## Work instruction
Pull every line containing "filtered" from the listing below.

START Records supplied

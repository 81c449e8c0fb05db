// TremorPipeline - per-session analysis pipeline
//
// Wires the stages together for one recording session:
//
//   ingest(Sample) -> band-pass filter -> sample buffer
//                       -> window cut -> feature extraction
//                       -> classification -> session aggregation
//
// Data flows strictly leaf to root and each session owns an independent
// pipeline instance, so sessions never share mutable state. The pipeline
// itself is synchronous; the session worker thread drives it from the
// ingestion queue.

use crate::analysis::buffer::SampleBuffer;
use crate::analysis::classifier::Classifier;
use crate::analysis::features::FeatureExtractor;
use crate::analysis::filter::TremorBandFilter;
use crate::analysis::WindowResult;
use crate::config::AppConfig;
use crate::error::{log_analysis_error, AnalysisError, SessionError};
use crate::sample::Sample;
use crate::session::{SessionAggregator, SessionState, SessionSummary};
use uuid::Uuid;

/// One session's analysis pipeline
pub struct TremorPipeline {
    filter: TremorBandFilter,
    buffer: SampleBuffer,
    extractor: FeatureExtractor,
    classifier: Classifier,
    aggregator: SessionAggregator,

    /// Window duration in microseconds
    window_us: u64,
    /// Stride between window ends in microseconds
    stride_us: u64,
    /// Gap tolerance in microseconds
    max_gap_us: u64,
    /// End timestamp of the next window to cut; set on first accepted sample
    next_window_end_us: Option<u64>,
    /// Timestamp of the last accepted sample, for gap logging
    last_timestamp_us: Option<u64>,
}

impl TremorPipeline {
    /// Build a pipeline from configuration
    ///
    /// # Returns
    /// * `Err(AnalysisError::InvalidConfig)` - Filter or windowing
    ///   parameters out of range
    pub fn new(config: &AppConfig) -> Result<Self, AnalysisError> {
        let sample_rate = config.sampling.sample_rate_hz;
        if sample_rate <= 0.0 {
            return Err(AnalysisError::InvalidConfig {
                reason: format!("sample_rate_hz must be positive (got {})", sample_rate),
            });
        }
        if config.windowing.stride_s <= 0.0 || config.windowing.duration_s <= 0.0 {
            return Err(AnalysisError::InvalidConfig {
                reason: "window duration and stride must be positive".to_string(),
            });
        }

        let nominal_interval_us = (1_000_000.0 / sample_rate).round() as u64;
        let max_gap_us =
            (nominal_interval_us as f32 * config.windowing.max_gap_factor).round() as u64;

        let filter = TremorBandFilter::new(sample_rate, &config.filter)?;
        let buffer = SampleBuffer::new(config.buffer_capacity(), nominal_interval_us, max_gap_us);
        let extractor = FeatureExtractor::new(
            sample_rate,
            config.window_len(),
            config.filter.band_low_hz,
            config.filter.band_high_hz,
        );
        let classifier = Classifier::new(
            config.classifier.clone(),
            config.filter.band_low_hz,
            config.filter.band_high_hz,
        );

        Ok(Self {
            filter,
            buffer,
            extractor,
            classifier,
            aggregator: SessionAggregator::new(),
            window_us: (config.windowing.duration_s * 1_000_000.0).round() as u64,
            stride_us: (config.windowing.stride_s * 1_000_000.0).round() as u64,
            max_gap_us,
            next_window_end_us: None,
            last_timestamp_us: None,
        })
    }

    /// Session id of the underlying aggregator
    pub fn session_id(&self) -> Uuid {
        self.aggregator.id()
    }

    /// Current session state
    pub fn state(&self) -> SessionState {
        self.aggregator.state()
    }

    /// Begin the recording session
    pub fn start_session(&mut self) -> Result<(), SessionError> {
        self.aggregator.start()?;
        self.filter.reset();
        self.buffer.clear();
        self.next_window_end_us = None;
        self.last_timestamp_us = None;
        Ok(())
    }

    /// Ingest one raw sample
    ///
    /// Filters the sample, buffers it, and cuts any analysis windows that
    /// became due. Non-monotonic samples are dropped with a warning; windows
    /// that cannot be filled (after a stream gap) are skipped, both without
    /// failing the session.
    ///
    /// # Returns
    /// * `Ok(results)` - Zero or more newly classified windows
    /// * `Err(SessionError)` - Session is not recording
    pub fn ingest(&mut self, sample: Sample) -> Result<Vec<WindowResult>, SessionError> {
        match self.aggregator.state() {
            SessionState::Idle => return Err(SessionError::NotRecording),
            SessionState::Finalized => return Err(SessionError::SessionClosed),
            SessionState::Recording => {}
        }

        if let Some(last) = self.last_timestamp_us {
            let gap = sample.timestamp_us.saturating_sub(last);
            if gap > self.max_gap_us {
                tracing::warn!(
                    "[Pipeline {}] Sample gap of {} us exceeds {} us; windows spanning it will be flagged",
                    self.session_id(),
                    gap,
                    self.max_gap_us
                );
            }
        }

        let filtered = self.filter.process(sample);
        if !self.buffer.push(filtered) {
            // Non-monotonic input; already logged by the buffer
            return Ok(Vec::new());
        }
        self.last_timestamp_us = Some(sample.timestamp_us);

        let next_end = *self
            .next_window_end_us
            .get_or_insert(sample.timestamp_us + self.window_us);

        let mut results = Vec::new();
        let mut window_end = next_end;
        while sample.timestamp_us >= window_end {
            if let Some(result) = self.cut_window(self.window_us, window_end) {
                self.aggregator.record(&result)?;
                results.push(result);
            }
            window_end += self.stride_us;
        }
        self.next_window_end_us = Some(window_end);

        Ok(results)
    }

    /// Stop the session, flushing any partial window, and return the summary
    ///
    /// # Returns
    /// * `Err(SessionError::SessionClosed)` - Called a second time
    /// * `Err(SessionError::NotRecording)` - Session never started
    pub fn stop_session(&mut self) -> Result<SessionSummary, SessionError> {
        if self.aggregator.state() == SessionState::Recording {
            self.flush_partial_window()?;
        }
        self.aggregator.finalize()
    }

    /// Classify the tail of the stream that has not reached a full window yet
    fn flush_partial_window(&mut self) -> Result<(), SessionError> {
        let latest = match self.buffer.latest_timestamp_us() {
            Some(ts) => ts,
            None => return Ok(()),
        };
        let next_end = match self.next_window_end_us {
            Some(end) => end,
            None => return Ok(()),
        };
        if latest >= next_end {
            return Ok(());
        }

        // Samples newer than the last full window's coverage
        let covered_until = next_end.saturating_sub(self.window_us);
        let partial_us = latest.saturating_sub(covered_until);
        if partial_us == 0 {
            return Ok(());
        }

        if let Some(result) = self.cut_window(partial_us, latest) {
            tracing::info!(
                "[Pipeline {}] Flushed partial window of {:.2} s on stop",
                self.session_id(),
                partial_us as f64 / 1_000_000.0
            );
            self.aggregator.record(&result)?;
        }
        Ok(())
    }

    /// Cut, extract, and classify one window; data-quality failures are
    /// logged and skipped rather than propagated
    fn cut_window(&mut self, duration_us: u64, end_us: u64) -> Option<WindowResult> {
        let window = match self.buffer.window(duration_us, end_us) {
            Ok(window) => window,
            Err(err @ AnalysisError::InsufficientData { .. }) => {
                tracing::debug!(
                    "[Pipeline {}] Skipping window ending at {} us: {}",
                    self.session_id(),
                    end_us,
                    err
                );
                return None;
            }
            Err(err) => {
                log_analysis_error(&err, "cut_window");
                return None;
            }
        };

        let discontinuity = window.has_discontinuity();
        let window_start_us = window.start_timestamp_us()?;
        let window_end_us = window.end_timestamp_us()?;

        let features = match self.extractor.extract(&window) {
            Ok(features) => features,
            Err(err) => {
                tracing::debug!(
                    "[Pipeline {}] Feature extraction skipped: {}",
                    self.session_id(),
                    err
                );
                return None;
            }
        };
        let classification = self.classifier.classify(&features);

        Some(WindowResult {
            features,
            classification,
            window_start_us,
            window_end_us,
            discontinuity,
        })
    }
}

END Records supplied

## Task result
        let filtered = self.filter.process(sample);
        if !self.buffer.push(filtered) {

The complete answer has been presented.